• AVAILABLE DATA:
_ _ _ _
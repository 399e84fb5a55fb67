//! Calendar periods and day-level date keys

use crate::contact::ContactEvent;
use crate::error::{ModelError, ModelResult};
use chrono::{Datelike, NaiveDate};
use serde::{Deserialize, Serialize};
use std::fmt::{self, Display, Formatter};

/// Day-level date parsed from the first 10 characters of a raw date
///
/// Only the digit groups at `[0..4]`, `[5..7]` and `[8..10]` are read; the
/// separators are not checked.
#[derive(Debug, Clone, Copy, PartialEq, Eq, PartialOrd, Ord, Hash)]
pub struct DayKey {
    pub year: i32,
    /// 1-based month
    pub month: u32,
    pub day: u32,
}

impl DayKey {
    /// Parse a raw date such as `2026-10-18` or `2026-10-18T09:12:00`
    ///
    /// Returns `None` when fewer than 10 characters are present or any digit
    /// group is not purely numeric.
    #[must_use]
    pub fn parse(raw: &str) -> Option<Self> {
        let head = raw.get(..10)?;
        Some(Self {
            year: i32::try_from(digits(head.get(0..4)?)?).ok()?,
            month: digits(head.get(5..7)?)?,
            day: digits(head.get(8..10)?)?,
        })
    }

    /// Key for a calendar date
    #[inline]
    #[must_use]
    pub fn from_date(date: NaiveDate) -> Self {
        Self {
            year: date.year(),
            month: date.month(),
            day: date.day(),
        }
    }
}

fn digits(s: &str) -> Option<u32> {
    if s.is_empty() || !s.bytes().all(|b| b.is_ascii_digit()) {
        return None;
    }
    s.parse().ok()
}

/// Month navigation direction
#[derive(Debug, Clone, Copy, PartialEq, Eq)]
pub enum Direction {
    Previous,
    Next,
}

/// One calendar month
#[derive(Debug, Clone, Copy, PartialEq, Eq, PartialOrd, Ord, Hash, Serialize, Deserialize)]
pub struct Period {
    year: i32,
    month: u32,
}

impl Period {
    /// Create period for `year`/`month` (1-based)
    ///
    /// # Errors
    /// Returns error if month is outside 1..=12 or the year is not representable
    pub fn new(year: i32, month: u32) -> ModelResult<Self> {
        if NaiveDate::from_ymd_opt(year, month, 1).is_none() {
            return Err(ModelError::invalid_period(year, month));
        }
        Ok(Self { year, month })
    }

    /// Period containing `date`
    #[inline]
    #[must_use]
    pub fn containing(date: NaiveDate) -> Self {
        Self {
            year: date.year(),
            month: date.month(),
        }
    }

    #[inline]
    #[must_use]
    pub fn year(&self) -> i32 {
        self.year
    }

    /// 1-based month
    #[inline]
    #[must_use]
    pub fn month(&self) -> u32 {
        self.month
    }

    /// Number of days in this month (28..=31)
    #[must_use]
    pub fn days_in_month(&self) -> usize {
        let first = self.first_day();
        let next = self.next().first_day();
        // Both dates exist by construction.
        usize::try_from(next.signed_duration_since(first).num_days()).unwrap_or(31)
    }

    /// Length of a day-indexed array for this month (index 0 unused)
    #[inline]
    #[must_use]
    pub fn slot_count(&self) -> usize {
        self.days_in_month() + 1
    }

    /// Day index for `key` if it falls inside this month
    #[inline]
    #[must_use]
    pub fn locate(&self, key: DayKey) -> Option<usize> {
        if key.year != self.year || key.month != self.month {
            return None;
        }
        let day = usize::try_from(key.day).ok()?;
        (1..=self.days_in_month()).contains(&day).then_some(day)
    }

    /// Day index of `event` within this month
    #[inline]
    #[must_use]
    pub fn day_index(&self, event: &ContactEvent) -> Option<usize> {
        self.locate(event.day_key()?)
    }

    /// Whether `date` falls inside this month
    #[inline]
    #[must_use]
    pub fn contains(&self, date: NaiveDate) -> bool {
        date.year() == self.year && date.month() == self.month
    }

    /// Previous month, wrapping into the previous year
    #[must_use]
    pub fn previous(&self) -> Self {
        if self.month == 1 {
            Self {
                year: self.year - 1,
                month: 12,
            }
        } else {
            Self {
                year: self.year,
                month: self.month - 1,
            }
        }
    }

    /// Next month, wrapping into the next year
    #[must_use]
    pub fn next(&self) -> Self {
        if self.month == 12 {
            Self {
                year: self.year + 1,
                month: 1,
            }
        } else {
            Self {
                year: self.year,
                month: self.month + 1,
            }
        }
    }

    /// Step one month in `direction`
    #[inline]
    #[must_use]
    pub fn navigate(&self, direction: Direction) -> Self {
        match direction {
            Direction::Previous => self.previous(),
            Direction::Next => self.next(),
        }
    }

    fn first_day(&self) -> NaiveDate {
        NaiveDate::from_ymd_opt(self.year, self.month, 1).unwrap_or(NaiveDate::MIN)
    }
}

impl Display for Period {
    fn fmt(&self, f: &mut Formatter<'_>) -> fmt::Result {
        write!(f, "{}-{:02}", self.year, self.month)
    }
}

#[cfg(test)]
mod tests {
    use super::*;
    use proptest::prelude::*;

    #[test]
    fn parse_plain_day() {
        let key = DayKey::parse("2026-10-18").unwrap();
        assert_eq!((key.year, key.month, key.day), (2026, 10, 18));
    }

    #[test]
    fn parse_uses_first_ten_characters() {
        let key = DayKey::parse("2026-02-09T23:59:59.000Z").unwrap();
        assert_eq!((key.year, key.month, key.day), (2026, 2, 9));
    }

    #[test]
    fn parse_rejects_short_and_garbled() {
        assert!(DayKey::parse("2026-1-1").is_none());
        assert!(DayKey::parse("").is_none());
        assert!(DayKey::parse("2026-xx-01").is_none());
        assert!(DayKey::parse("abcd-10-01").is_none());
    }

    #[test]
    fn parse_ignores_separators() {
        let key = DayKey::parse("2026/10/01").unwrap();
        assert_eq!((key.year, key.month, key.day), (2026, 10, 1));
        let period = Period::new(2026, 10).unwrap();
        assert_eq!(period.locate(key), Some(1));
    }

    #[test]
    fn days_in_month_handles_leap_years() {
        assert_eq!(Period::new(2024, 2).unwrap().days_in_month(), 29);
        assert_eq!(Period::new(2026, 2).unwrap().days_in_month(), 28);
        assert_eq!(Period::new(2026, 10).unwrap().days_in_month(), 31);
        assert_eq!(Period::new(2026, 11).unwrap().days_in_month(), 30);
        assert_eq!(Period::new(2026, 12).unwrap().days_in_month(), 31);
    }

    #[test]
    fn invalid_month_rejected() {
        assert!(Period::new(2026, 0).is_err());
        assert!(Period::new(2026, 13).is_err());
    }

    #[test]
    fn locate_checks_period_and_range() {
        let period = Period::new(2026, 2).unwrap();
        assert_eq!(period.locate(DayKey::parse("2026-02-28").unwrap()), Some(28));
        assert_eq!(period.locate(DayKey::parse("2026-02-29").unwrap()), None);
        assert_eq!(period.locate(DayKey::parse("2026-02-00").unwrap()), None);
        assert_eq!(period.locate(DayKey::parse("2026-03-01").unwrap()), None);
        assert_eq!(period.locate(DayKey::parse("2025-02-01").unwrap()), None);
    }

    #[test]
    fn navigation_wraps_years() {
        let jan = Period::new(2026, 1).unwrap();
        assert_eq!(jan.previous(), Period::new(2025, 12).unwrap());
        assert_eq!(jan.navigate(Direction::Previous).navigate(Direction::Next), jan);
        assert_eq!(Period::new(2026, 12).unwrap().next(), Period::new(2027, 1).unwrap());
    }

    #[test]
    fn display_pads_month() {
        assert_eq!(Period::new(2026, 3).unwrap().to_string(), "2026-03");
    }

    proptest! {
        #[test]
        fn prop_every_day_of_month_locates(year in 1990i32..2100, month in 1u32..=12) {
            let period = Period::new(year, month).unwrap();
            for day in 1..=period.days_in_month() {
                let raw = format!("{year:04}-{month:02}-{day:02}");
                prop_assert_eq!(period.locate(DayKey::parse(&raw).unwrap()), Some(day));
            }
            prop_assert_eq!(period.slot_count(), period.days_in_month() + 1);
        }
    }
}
_ _ _ _
• TASK DETAILS:
Count the lines in the records above that contain the word "inside", and report only that number.

• PROBLEM SOLUTION:
2